Business
Here’s how bad the financial world thinks Inflation will get
Almost nine out of ten actors in the financial and real sectors of the economy fear that inflation could go up to 6%, or beyond, as from June 2022.
Inflation rate in January stood at 4.6%. According to the findings of the February 2022 Inflation Expectations Survey of the Bank of Mauritius, 55.6% of respondents considered this rate as being high while 26.7% viewed the rate to be low.
The remaining 17.8% viewed the rate as being appropriate.
With regard to the factors underpinning the current inflation environment, the majority of respondents viewed the rupee exchange rate and external factors as the most important drivers of inflation
Up to June 2022, 11.1% of the respondents expect the inflation rate to be below 4.0%, while 84.5% of them are anticipating the inflation rate to be between 4.0% and 6.0%.
4.4% of respondents projected inflation rate to exceed 6.0%.
Until December 2022, 11.1% of the respondents are expecting the inflation rate to be below 4.0%, while 73.3% of them are anticipating the inflation rate to be between 4.0% and 6.0%.
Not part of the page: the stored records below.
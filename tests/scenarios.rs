//! End-to-end scenarios exercising the four algorithms together, through the
//! public [`json_ld::JsonLdProcessor`] façade and the lower-level node-map /
//! RDF conversion functions it sits on top of.

use json_ld::generator::Blank;
use json_ld::rdf::{self, RdfLiteral, RdfTerm};
use json_ld::syntax::{from_value, Parse};
use json_ld::{generate_node_map, Id, JsonLdProcessor, NoLoader, Options};

fn iri(s: &str) -> iref::IriBuf {
	iref::Iri::new(s).unwrap().to_owned()
}

fn parse(s: &str) -> json_syntax::Value {
	json_syntax::Value::parse_str(s).unwrap().0
}

/// Scenario 1: a term aliasing `@id` (used for the document's own `@id`
/// value) and a term coerced to `@type: @id` (so its value is itself
/// interpreted as a node reference, not a string).
#[tokio::test]
async fn coerced_iri() {
	let doc = parse(
		r#"{
			"@context": {
				"a": {"@id": "http://ex/a"},
				"b": {"@id": "http://ex/b", "@type": "@id"}
			},
			"@id": "a",
			"b": "c"
		}"#,
	);

	let expanded = doc.expand(&NoLoader).await.unwrap();
	assert_eq!(expanded.len(), 1);

	let node = expanded.objects()[0].inner().as_node().unwrap();
	assert_eq!(node.id(), Some(&Id::iri(iri("http://ex/a"))));

	let values = node.properties().get(&iri("http://ex/b")).unwrap();
	assert_eq!(values.len(), 1);
	let referenced = values[0].inner().as_node().unwrap();
	// "c" has no scheme, so it cannot be resolved to an absolute IRI without
	// a base: it is carried through as an invalid, but not discarded, id.
	assert_eq!(referenced.id(), Some(&Id::Invalid("c".to_string())));
}

/// Scenario 2: a term coerced to `@container: @list`, expanded and then
/// compacted back against the same context.
#[tokio::test]
async fn list_coercion_round_trips_through_compaction() {
	let context_json = parse(r#"{"b": {"@id": "http://ex/b", "@container": "@list"}}"#);
	let context: json_ld::syntax::context::Context = from_value(context_json).unwrap();

	let doc = parse(r#"{"@context": {"b": {"@id": "http://ex/b", "@container": "@list"}}, "b": ["c", "d"]}"#);

	let expanded = doc.expand(&NoLoader).await.unwrap();
	assert_eq!(expanded.len(), 1);

	let node = expanded.objects()[0].inner().as_node().unwrap();
	let values = node.properties().get(&iri("http://ex/b")).unwrap();
	assert_eq!(values.len(), 1);
	let list = values[0].inner().as_list().expect("b should expand to a list object");
	let items: Vec<_> = list.iter().collect();
	assert_eq!(items.len(), 2);
	assert_eq!(items[0].inner().as_value().unwrap().as_str(), Some("c"));
	assert_eq!(items[1].inner().as_value().unwrap().as_str(), Some("d"));

	let compacted = doc
		.compact(&context, &NoLoader)
		.await
		.unwrap();

	let object = match &compacted {
		json_syntax::Value::Object(object) => object,
		other => panic!("compaction should produce a JSON object, got {other:?}"),
	};
	let b = object
		.get_unique("b")
		.ok()
		.unwrap()
		.expect("b should survive compaction");
	match b {
		json_syntax::Value::Array(items) => {
			assert_eq!(items.len(), 2);
			assert!(matches!(&items[0], json_syntax::Value::String(_)));
			assert!(matches!(&items[1], json_syntax::Value::String(_)));
		}
		other => panic!("expected b to compact back to a plain array, got {other:?}"),
	}
}

/// Scenario 3: a `@reverse`-typed, `@type: @id`-coerced term turns its
/// values into the *subject* of the property, with the node carrying the
/// term into the *object* position. Flattening must produce one node per
/// referenced id plus one fresh blank node for the (otherwise anonymous)
/// subject, with both references attached to it.
#[tokio::test]
async fn reverse_property_with_blank_node_reference() {
	let doc = parse(
		r#"{
			"@context": {"bar": {"@reverse": "http://ex/bar", "@type": "@id"}},
			"bar": ["http://example.org/origin", "_:b0"]
		}"#,
	);

	let expanded = doc.expand(&NoLoader).await.unwrap();
	let mut generator = Blank::new();
	let node_map = generate_node_map(&expanded, &mut generator).unwrap();
	let flattened = node_map.flatten(true);

	assert_eq!(flattened.nodes().len(), 3);

	let origin_id = Id::iri(iri("http://example.org/origin"));
	let b0_id = Id::blank(rdf_types::BlankId::new("_:b0").unwrap().to_owned());

	let origin = flattened
		.iter()
		.find(|n| n.id() == Some(&origin_id))
		.expect("http://example.org/origin should be a top-level node");
	let b0 = flattened
		.iter()
		.find(|n| n.id() == Some(&b0_id))
		.expect("_:b0 should keep its explicit identifier");

	let origin_target = origin.properties().get(&iri("http://ex/bar")).unwrap();
	let b0_target = b0.properties().get(&iri("http://ex/bar")).unwrap();
	assert_eq!(origin_target.len(), 1);
	assert_eq!(b0_target.len(), 1);

	let subject_id = origin_target[0]
		.inner()
		.as_node()
		.unwrap()
		.id()
		.unwrap()
		.clone();
	assert_eq!(
		b0_target[0].inner().as_node().unwrap().id(),
		Some(&subject_id)
	);
	// The anonymous subject is distinct from the explicit "_:b0" reference
	// it is linked from.
	assert_ne!(subject_id, b0_id);
	assert!(subject_id.as_blank().is_some());
}

/// Scenario 4: a named graph nested under a node that also carries a
/// property outside the `@graph` entry. Flattening must keep that property
/// on the graph-naming node while the inner triple stays nested under its
/// `@graph`.
#[tokio::test]
async fn nested_named_graph_keeps_outer_property_separate() {
	let doc = parse(
		r#"{
			"@context": {"ref": {"@id": "http://ex/hasReference"}},
			"@graph": [
				{
					"@id": "_:g1",
					"ref": "http://ex/ref1",
					"@graph": [
						{"@id": "http://ex/s1", "ref": "http://ex/ref2"}
					]
				}
			]
		}"#,
	);

	let expanded = doc.expand(&NoLoader).await.unwrap();
	let mut generator = Blank::new();
	let node_map = generate_node_map(&expanded, &mut generator).unwrap();
	let flattened = node_map.flatten(true);

	// Only the graph-naming node is top-level; the inner node stays nested.
	assert_eq!(flattened.nodes().len(), 1);

	let g1 = &flattened.nodes()[0];
	let outer_ref = g1.properties().get(&iri("http://ex/hasReference")).unwrap();
	assert_eq!(outer_ref.len(), 1);
	assert_eq!(
		outer_ref[0].inner().as_node().unwrap().id(),
		Some(&Id::iri(iri("http://ex/ref1")))
	);

	let inner_graph = g1.graph().expect("g1 should carry a nested @graph");
	assert_eq!(inner_graph.len(), 1);
	let s1 = inner_graph[0].inner().as_node().unwrap();
	assert_eq!(s1.id(), Some(&Id::iri(iri("http://ex/s1"))));
	let inner_ref = s1.properties().get(&iri("http://ex/hasReference")).unwrap();
	assert_eq!(
		inner_ref[0].inner().as_node().unwrap().id(),
		Some(&Id::iri(iri("http://ex/ref2")))
	);
}

/// Scenario 5: an RDF-list encoded as a chain of `rdf:first`/`rdf:rest`
/// blank nodes decodes back into a single `@list`, and re-encoding produces
/// an isomorphic quad set (same triples, up to the blank node labels the
/// decoder happened to reuse).
#[test]
fn rdf_list_chain_round_trips() {
	let s = rdf_types::Id::Iri(iri("http://ex/s"));
	let p = iri("http://ex/p");
	let l = rdf_types::Id::Blank(rdf_types::BlankId::new("_:l").unwrap().to_owned());
	let m = rdf_types::Id::Blank(rdf_types::BlankId::new("_:m").unwrap().to_owned());

	let literal = |v: &str| {
		RdfTerm::Literal(RdfLiteral::Typed {
			value: v.to_string(),
			ty: rdf::XSD_STRING.to_owned(),
		})
	};

	let quads = vec![
		rdf::Quad {
			graph: None,
			subject: s.clone(),
			predicate: p.clone(),
			object: RdfTerm::Id(l.clone()),
		},
		rdf::Quad {
			graph: None,
			subject: l.clone(),
			predicate: rdf::RDF_FIRST.to_owned(),
			object: literal("a"),
		},
		rdf::Quad {
			graph: None,
			subject: l.clone(),
			predicate: rdf::RDF_REST.to_owned(),
			object: RdfTerm::Id(m.clone()),
		},
		rdf::Quad {
			graph: None,
			subject: m.clone(),
			predicate: rdf::RDF_FIRST.to_owned(),
			object: literal("b"),
		},
		rdf::Quad {
			graph: None,
			subject: m,
			predicate: rdf::RDF_REST.to_owned(),
			object: RdfTerm::Id(rdf_types::Id::Iri(rdf::RDF_NIL.to_owned())),
		},
	];

	let document = rdf::from_rdf(&quads, &rdf::Options::default());
	assert_eq!(document.len(), 1);

	let node = document.objects()[0].inner().as_node().unwrap();
	assert_eq!(node.id(), Some(&Id::iri(iri("http://ex/s"))));
	let values = node.properties().get(&p).unwrap();
	let list = values[0].inner().as_list().expect("p should decode back to a list");
	assert_eq!(list.iter().count(), 2);

	let mut generator = Blank::new();
	let re_encoded = rdf::to_rdf(document.objects(), &mut generator, &rdf::Options::default());
	// s -> list cell, plus 2 first/rest pairs each, plus the closing nil:
	// same shape as the original 5 quads (the cell labels may differ).
	assert_eq!(re_encoded.len(), 5);
}

/// Scenario 6: a protected term cannot be silently redefined by a later
/// context.
#[tokio::test]
async fn protected_term_redefinition_is_rejected() {
	let protecting_context: json_ld::syntax::context::Context =
		from_value(parse(r#"{"name": {"@id": "http://ex/name", "@protected": true}}"#)).unwrap();

	let doc = parse(
		r#"{
			"@context": {"name": {"@id": "http://ex/other"}},
			"name": "test"
		}"#,
	);

	let options = Options {
		expand_context: Some(protecting_context),
		..Options::default()
	};

	let result = doc.expand_full(&NoLoader, options).await;
	match result {
		Err(json_ld::ExpandError::Expansion(json_ld::expansion::Error::ContextProcessing(
			json_ld::context_processing::Error::ProtectedTermRedefinition,
		))) => {}
		other => panic!("expected a ProtectedTermRedefinition error, got {other:?}"),
	}
}
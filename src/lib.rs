//! This crate is a Rust implementation of the
//! [JSON-LD](https://www.w3.org/TR/json-ld/) 1.1 data interchange format:
//! context processing, expansion, compaction, flattening and conversion
//! to/from RDF.
//!
//! [Linked Data (LD)](https://www.w3.org/standards/semanticweb/data)
//! is a [World Wide Web Consortium (W3C)](https://www.w3.org/)
//! initiative built upon standard Web technologies to create an
//! interrelated network of datasets across the Web.
//! The [JavaScript Object Notation (JSON)](https://tools.ietf.org/html/rfc7159) is
//! a widely used, simple, unstructured data serialization format to describe
//! data objects in a human readable way.
//! JSON-LD brings these two technologies together, adding semantics to JSON
//! to create a lightweight data serialization format that can organize data
//! and help applications interoperate at a large scale.
//!
//! # Usage
//!
//! The four algorithms are each provided by their own trait/function and can
//! be used directly, or through the convenience [`JsonLdProcessor`] trait
//! that chains context processing in for you:
//!
//! - [`Expand`] / [`JsonLdProcessor::expand`]
//! - [`Compact`] / [`JsonLdProcessor::compact`]
//! - [`JsonLdProcessor::flatten`]
//! - [`rdf::to_rdf`] / [`rdf::from_rdf`]
pub use json_ld_compaction as compaction;
pub use json_ld_context_processing as context_processing;
pub use json_ld_core::*;
pub use json_ld_expansion as expansion;
pub use json_ld_syntax as syntax;

pub use compaction::Compact;
pub use context_processing::Process;
pub use expansion::Expand;

mod processor;
pub use processor::*;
15.6% of respondents anticipate that the inflation rate could exceed 6.0%.
A year ahead (January 2023): 15.6% of the respondents are expecting the inflation rate to be below 4.0%, while 71.1% of them are anticipating the inflation rate to be between 4.0% and 6.0%. 13.3% of respondents reported that the inflation rate would exceed 6.0%.
Respondents expected the headline inflation rates to be 5.1% for June 2022, 5.2% for December 2022, and 5.0% for January 2023.